* _TASK_
Please take the lines from the one holding "all the same." through the one holding "const REQUEST_TIMEOUT: Duration" in the data below and copy them exactly.
*** Opening DATASET EXTRACT ***
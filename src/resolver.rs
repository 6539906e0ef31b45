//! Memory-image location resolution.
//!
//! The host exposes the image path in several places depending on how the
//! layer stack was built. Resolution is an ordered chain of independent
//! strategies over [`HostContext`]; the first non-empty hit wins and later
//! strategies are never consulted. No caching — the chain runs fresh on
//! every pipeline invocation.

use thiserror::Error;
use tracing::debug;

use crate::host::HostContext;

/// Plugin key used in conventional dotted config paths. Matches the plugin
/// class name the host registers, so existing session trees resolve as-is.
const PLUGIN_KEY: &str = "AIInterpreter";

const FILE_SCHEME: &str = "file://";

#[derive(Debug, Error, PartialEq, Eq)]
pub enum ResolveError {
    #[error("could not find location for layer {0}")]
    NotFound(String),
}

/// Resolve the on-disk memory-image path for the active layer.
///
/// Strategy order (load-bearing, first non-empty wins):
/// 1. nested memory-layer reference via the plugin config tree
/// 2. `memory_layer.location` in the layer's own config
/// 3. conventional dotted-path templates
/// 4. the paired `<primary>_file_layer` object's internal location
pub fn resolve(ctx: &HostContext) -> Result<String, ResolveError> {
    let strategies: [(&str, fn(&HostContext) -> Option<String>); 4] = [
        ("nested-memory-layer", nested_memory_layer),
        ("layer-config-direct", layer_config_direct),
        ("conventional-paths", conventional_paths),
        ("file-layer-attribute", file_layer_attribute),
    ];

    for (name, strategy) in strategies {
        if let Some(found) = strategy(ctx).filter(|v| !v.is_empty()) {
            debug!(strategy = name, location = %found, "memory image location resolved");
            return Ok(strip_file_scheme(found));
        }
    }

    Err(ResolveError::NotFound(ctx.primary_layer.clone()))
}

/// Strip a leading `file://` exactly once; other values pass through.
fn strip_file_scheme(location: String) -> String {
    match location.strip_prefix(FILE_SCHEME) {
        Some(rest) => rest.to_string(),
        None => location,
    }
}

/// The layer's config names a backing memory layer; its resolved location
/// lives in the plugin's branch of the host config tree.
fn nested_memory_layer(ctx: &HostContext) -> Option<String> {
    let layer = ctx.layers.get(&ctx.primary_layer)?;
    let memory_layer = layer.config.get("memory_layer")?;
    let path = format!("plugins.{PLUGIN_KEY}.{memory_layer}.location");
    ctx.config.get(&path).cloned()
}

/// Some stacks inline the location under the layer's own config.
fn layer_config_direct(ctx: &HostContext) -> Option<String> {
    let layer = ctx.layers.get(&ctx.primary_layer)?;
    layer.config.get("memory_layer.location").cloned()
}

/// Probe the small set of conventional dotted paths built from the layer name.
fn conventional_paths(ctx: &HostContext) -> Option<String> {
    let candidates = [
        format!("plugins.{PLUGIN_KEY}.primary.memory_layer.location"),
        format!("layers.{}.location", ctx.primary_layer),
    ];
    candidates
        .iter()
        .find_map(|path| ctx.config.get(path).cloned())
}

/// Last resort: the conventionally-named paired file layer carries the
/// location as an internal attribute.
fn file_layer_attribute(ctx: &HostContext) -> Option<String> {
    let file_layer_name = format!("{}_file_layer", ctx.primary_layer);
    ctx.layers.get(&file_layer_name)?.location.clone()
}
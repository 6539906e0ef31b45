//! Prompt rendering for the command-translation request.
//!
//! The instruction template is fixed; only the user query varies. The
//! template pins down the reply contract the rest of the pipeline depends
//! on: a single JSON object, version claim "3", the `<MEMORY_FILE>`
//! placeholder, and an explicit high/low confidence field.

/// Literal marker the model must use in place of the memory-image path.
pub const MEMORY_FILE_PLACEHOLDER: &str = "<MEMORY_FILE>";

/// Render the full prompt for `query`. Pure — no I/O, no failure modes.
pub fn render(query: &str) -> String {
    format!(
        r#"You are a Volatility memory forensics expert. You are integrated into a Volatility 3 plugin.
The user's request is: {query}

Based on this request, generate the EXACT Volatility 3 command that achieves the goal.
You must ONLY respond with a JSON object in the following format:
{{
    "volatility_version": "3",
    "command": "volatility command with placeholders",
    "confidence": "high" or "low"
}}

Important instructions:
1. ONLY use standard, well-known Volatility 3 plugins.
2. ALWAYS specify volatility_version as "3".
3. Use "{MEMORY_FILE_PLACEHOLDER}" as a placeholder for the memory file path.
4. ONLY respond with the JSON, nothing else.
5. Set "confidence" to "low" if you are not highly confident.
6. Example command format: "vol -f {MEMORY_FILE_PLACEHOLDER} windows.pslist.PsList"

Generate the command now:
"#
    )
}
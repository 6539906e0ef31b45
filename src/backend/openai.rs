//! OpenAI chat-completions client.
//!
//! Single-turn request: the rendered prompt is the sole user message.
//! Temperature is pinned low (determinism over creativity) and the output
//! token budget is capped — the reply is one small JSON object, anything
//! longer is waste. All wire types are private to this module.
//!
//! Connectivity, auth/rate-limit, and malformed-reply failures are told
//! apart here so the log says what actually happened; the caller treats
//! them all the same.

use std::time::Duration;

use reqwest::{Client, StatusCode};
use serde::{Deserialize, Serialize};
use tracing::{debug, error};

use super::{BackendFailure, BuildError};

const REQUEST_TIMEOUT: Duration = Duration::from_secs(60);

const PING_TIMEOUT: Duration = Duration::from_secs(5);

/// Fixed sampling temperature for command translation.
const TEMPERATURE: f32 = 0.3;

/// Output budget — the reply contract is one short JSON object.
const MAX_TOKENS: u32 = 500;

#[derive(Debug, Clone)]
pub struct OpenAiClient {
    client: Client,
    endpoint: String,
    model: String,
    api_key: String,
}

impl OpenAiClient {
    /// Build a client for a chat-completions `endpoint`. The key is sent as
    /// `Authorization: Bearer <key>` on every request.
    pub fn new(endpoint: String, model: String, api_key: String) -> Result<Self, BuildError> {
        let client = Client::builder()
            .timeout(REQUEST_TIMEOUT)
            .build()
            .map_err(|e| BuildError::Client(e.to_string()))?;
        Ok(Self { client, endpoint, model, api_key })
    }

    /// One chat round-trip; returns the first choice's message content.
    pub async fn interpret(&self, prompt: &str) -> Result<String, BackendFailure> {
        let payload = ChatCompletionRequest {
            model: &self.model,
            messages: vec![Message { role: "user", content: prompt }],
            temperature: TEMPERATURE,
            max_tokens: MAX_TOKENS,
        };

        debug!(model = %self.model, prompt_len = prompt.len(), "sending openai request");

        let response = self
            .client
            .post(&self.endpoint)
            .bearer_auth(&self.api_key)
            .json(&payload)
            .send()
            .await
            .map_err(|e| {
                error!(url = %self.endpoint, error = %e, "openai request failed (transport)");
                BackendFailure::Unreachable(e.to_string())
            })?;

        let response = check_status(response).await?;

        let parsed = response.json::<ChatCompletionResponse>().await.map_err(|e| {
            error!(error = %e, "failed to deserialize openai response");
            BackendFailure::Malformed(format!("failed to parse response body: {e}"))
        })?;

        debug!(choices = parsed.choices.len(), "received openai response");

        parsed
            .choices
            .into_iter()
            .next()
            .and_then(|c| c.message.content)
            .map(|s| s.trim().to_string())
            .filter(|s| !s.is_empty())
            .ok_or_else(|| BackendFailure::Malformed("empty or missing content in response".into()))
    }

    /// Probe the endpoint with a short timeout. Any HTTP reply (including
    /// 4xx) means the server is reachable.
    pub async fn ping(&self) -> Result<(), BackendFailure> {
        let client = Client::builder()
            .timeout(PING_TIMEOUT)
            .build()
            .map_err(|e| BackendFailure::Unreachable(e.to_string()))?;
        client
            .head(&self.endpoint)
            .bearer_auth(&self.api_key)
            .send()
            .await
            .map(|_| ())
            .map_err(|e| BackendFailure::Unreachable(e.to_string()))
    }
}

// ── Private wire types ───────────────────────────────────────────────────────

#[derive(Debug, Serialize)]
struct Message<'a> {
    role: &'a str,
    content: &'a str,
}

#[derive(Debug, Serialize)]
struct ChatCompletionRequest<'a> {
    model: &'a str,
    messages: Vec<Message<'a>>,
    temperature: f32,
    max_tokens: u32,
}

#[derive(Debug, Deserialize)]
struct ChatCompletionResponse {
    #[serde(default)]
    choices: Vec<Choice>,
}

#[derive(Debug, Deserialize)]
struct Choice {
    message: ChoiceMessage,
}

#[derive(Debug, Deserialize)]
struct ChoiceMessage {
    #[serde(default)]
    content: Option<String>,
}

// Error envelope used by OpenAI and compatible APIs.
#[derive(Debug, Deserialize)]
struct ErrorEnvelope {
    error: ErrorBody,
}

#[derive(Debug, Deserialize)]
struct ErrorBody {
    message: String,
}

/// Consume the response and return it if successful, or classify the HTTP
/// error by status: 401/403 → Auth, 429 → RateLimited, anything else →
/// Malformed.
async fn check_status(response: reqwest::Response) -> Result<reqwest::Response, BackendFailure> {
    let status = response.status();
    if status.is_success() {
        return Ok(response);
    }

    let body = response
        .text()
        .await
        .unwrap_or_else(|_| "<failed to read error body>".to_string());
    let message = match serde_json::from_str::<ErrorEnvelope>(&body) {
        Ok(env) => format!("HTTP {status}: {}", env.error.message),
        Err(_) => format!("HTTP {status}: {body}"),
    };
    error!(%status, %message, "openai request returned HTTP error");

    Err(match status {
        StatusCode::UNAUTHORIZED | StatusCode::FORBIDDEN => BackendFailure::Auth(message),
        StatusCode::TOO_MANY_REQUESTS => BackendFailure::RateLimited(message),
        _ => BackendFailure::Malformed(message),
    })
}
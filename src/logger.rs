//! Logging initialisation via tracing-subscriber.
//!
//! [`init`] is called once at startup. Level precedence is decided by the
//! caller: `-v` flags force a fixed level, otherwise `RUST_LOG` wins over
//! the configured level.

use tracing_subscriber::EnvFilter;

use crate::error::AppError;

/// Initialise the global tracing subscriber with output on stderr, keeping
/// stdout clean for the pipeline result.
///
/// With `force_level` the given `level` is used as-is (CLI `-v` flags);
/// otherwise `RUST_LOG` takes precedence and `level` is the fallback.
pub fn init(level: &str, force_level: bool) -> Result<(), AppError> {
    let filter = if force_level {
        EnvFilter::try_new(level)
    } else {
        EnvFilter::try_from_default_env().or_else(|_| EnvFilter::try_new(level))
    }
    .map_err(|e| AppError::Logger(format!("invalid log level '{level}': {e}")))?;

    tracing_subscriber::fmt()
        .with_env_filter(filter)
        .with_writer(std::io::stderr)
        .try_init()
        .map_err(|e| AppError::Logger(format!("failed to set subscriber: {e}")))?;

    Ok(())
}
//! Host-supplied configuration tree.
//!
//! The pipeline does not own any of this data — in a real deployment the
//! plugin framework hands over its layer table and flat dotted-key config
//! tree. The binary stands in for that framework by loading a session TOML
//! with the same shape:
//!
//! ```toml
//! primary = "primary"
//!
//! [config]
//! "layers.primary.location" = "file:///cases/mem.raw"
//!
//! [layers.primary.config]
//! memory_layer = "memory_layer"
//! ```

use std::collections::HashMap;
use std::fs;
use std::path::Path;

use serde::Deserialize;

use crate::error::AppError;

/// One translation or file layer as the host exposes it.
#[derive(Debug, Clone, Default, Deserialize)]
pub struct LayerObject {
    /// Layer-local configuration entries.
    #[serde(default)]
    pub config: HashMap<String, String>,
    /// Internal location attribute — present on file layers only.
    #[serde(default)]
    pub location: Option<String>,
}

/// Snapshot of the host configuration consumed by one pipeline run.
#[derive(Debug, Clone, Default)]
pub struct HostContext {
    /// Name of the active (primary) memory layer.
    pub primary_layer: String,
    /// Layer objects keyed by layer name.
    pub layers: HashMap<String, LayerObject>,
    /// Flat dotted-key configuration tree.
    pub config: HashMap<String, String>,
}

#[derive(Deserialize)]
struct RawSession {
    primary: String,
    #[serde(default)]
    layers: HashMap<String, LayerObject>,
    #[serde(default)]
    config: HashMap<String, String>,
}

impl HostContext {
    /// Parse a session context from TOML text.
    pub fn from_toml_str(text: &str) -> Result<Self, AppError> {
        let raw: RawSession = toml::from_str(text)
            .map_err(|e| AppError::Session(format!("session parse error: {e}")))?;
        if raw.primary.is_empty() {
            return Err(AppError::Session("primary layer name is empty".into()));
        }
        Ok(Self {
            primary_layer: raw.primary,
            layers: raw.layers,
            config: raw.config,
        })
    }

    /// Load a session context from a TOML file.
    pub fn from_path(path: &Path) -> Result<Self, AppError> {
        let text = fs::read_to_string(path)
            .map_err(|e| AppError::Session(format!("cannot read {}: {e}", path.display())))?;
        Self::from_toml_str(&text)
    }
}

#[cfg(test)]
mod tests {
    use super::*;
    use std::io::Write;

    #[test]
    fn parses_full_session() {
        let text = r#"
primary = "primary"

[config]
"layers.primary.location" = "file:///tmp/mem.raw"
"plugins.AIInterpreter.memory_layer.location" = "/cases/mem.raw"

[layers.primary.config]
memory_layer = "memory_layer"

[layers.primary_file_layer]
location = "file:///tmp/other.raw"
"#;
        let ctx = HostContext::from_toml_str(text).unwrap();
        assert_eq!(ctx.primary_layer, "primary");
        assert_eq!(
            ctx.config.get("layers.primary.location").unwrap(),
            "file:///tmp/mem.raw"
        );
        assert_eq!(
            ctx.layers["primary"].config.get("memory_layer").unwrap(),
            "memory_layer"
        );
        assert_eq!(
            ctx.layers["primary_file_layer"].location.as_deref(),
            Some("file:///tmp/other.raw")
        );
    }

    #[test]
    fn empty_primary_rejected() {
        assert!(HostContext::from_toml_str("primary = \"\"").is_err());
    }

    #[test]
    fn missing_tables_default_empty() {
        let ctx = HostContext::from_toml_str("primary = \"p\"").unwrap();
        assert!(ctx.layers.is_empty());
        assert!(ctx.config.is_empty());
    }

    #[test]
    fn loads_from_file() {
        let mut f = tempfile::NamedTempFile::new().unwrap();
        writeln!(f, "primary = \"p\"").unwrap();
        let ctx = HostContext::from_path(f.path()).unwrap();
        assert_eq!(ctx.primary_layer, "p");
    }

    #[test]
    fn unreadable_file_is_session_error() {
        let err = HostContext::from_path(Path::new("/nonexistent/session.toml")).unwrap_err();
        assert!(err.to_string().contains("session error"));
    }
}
*** Closing DATASET EXTRACT ***
* _WORKED SOLUTION_
//! them all the same.

use std::time::Duration;

use reqwest::{Client, StatusCode};
use serde::{Deserialize, Serialize};
use tracing::{debug, error};

use super::{BackendFailure, BuildError};

const REQUEST_TIMEOUT: Duration = Duration::from_secs(60);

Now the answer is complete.